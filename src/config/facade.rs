//! Public loading entry points; composes merge policy and sources.

use super::merge;
use super::sources::{environment, global_file, workspace_file};
use super::HasherConfig;
use config::{ConfigError, File};
use std::path::Path;
use tracing::debug;

/// Loads `HasherConfig` from the layered sources.
pub struct ConfigLoader;

impl ConfigLoader {
    /// Defaults, global file, workspace files, then environment.
    pub fn load(workspace_root: &Path) -> Result<HasherConfig, ConfigError> {
        let global = global_file::global_config_path();
        Self::load_layers(workspace_root, global.as_deref())
    }

    /// `load` with an explicit global file location (or none).
    pub fn load_layers(
        workspace_root: &Path,
        global_path: Option<&Path>,
    ) -> Result<HasherConfig, ConfigError> {
        let builder = merge::builder_with_defaults()?;
        let builder = global_file::add_to_builder(builder, global_path);
        let builder = workspace_file::add_to_builder(builder, workspace_root);
        let builder = environment::add_to_builder(builder);
        let config: HasherConfig = builder.build()?.try_deserialize()?;
        debug!(workspace = %workspace_root.display(), "Configuration loaded");
        Ok(config)
    }

    /// Defaults, then exactly `path` (which must exist), then environment.
    pub fn load_from_file(path: &Path) -> Result<HasherConfig, ConfigError> {
        let builder = merge::builder_with_defaults()?.add_source(File::from(path).required(true));
        let builder = environment::add_to_builder(builder);
        builder.build()?.try_deserialize()
    }

    /// Built-in defaults only.
    pub fn default() -> HasherConfig {
        HasherConfig::default()
    }
}
//! Drift detection through the `hash` then `verify` command flow

use super::test_utils::{context, write_tree};
use hasher::cli::{Commands, OutputFormat};
use hasher::store::HashStore;
use serde_json::Value;
use std::fs;
use std::path::PathBuf;
use tempfile::TempDir;

fn hash_cmd(dir: &str) -> Commands {
    Commands::Hash {
        dir: PathBuf::from(dir),
        json_only: false,
        sql_only: false,
        dry_run: false,
    }
}

fn verify_cmd(mismatches_only: bool, untracked: bool) -> Commands {
    Commands::Verify {
        mismatches_only,
        untracked,
        root: None,
        format: OutputFormat::Json,
    }
}

fn statuses(rendered: &str) -> Vec<(String, String)> {
    rendered
        .lines()
        .map(|line| {
            let value: Value = serde_json::from_str(line).unwrap();
            (
                value["path"].as_str().unwrap().to_string(),
                value["status"].as_str().unwrap().to_string(),
            )
        })
        .collect()
}

#[test]
fn test_clean_tree_verifies_as_all_match() {
    let temp = TempDir::new().unwrap();
    write_tree(temp.path(), &[("a.txt", b"a"), ("b/c.txt", b"c")]);
    let ctx = context(temp.path());

    ctx.execute(&hash_cmd(".")).unwrap();
    let output = ctx.execute(&verify_cmd(false, false)).unwrap();

    assert!(output.is_success());
    assert_eq!(
        statuses(&output.rendered),
        vec![
            ("a.txt".to_string(), "match".to_string()),
            ("b/c.txt".to_string(), "match".to_string()),
        ]
    );
}

#[test]
fn test_modified_and_deleted_files_are_reported() {
    let temp = TempDir::new().unwrap();
    write_tree(
        temp.path(),
        &[("keep.txt", b"keep"), ("edit.txt", b"old"), ("gone.txt", b"bye")],
    );
    let ctx = context(temp.path());
    ctx.execute(&hash_cmd(".")).unwrap();

    fs::write(temp.path().join("edit.txt"), b"new contents").unwrap();
    fs::remove_file(temp.path().join("gone.txt")).unwrap();

    let output = ctx.execute(&verify_cmd(true, false)).unwrap();
    // Drift is a finding, not a failure
    assert!(output.is_success());
    assert_eq!(
        statuses(&output.rendered),
        vec![
            ("edit.txt".to_string(), "mismatch".to_string()),
            ("gone.txt".to_string(), "missing".to_string()),
        ]
    );

    let first: Value = serde_json::from_str(output.rendered.lines().next().unwrap()).unwrap();
    assert_eq!(first["stored"], blake3::hash(b"old").to_hex().as_str());
    assert_eq!(first["current"], blake3::hash(b"new contents").to_hex().as_str());
}

#[test]
fn test_verify_never_rewrites_stored_hashes() {
    let temp = TempDir::new().unwrap();
    write_tree(temp.path(), &[("edit.txt", b"old")]);
    let ctx = context(temp.path());
    ctx.execute(&hash_cmd(".")).unwrap();

    fs::write(temp.path().join("edit.txt"), b"changed").unwrap();
    ctx.execute(&verify_cmd(false, false)).unwrap();
    ctx.execute(&verify_cmd(false, false)).unwrap();

    let store = HashStore::load(ctx.index_path(), temp.path()).unwrap();
    assert_eq!(
        store.get("edit.txt").unwrap().content_hash,
        *blake3::hash(b"old").as_bytes()
    );
}

#[test]
fn test_untracked_files_are_opt_in() {
    let temp = TempDir::new().unwrap();
    write_tree(temp.path(), &[("tracked.txt", b"t")]);
    let ctx = context(temp.path());
    ctx.execute(&hash_cmd(".")).unwrap();
    write_tree(temp.path(), &[("new/extra.txt", b"x")]);

    let without = ctx.execute(&verify_cmd(true, false)).unwrap();
    assert!(without.rendered.trim().is_empty());

    let with = ctx.execute(&verify_cmd(true, true)).unwrap();
    assert_eq!(
        statuses(&with.rendered),
        vec![("new/extra.txt".to_string(), "untracked".to_string())]
    );
}

#[test]
fn test_text_table_lists_drift() {
    let temp = TempDir::new().unwrap();
    write_tree(temp.path(), &[("edit.txt", b"old")]);
    let ctx = context(temp.path());
    ctx.execute(&hash_cmd(".")).unwrap();
    fs::write(temp.path().join("edit.txt"), b"new").unwrap();

    let output = ctx
        .execute(&Commands::Verify {
            mismatches_only: false,
            untracked: false,
            root: None,
            format: OutputFormat::Text,
        })
        .unwrap();
    assert!(output.rendered.contains("edit.txt"));
    assert!(output.rendered.contains("mismatch"));
    assert!(output.rendered.contains("0 match, 1 mismatch"));
}

#[test]
fn test_verify_with_no_index_reports_nothing() {
    let temp = TempDir::new().unwrap();
    let ctx = context(temp.path());
    let output = ctx.execute(&verify_cmd(false, false)).unwrap();
    assert!(output.is_success());
    assert!(output.rendered.trim().is_empty());
    // Nothing matched, so nothing was written
    assert!(!ctx.index_path().exists());
}

#[test]
fn test_replacing_a_parent_directory_reports_missing() {
    let temp = TempDir::new().unwrap();
    write_tree(temp.path(), &[("dir/a.txt", b"a")]);
    let ctx = context(temp.path());
    ctx.execute(&hash_cmd(".")).unwrap();

    fs::remove_dir_all(temp.path().join("dir")).unwrap();
    fs::write(temp.path().join("dir"), b"plain file now").unwrap();

    let output = ctx.execute(&verify_cmd(true, false)).unwrap();
    assert!(output.is_success(), "{:?}", output.failures);
    assert_eq!(
        statuses(&output.rendered),
        vec![("dir/a.txt".to_string(), "missing".to_string())]
    );
}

........

Return the lines of the listing above exactly as they appear, starting with the first and stopping after the line that holds "use std::path::Path;".

filename src/config/facade.rs
//! Public loading entry points; composes merge policy and sources.

use super::merge;
use super::sources::{environment, global_file, workspace_file};
use super::HasherConfig;
use config::{ConfigError, File};
use std::path::Path;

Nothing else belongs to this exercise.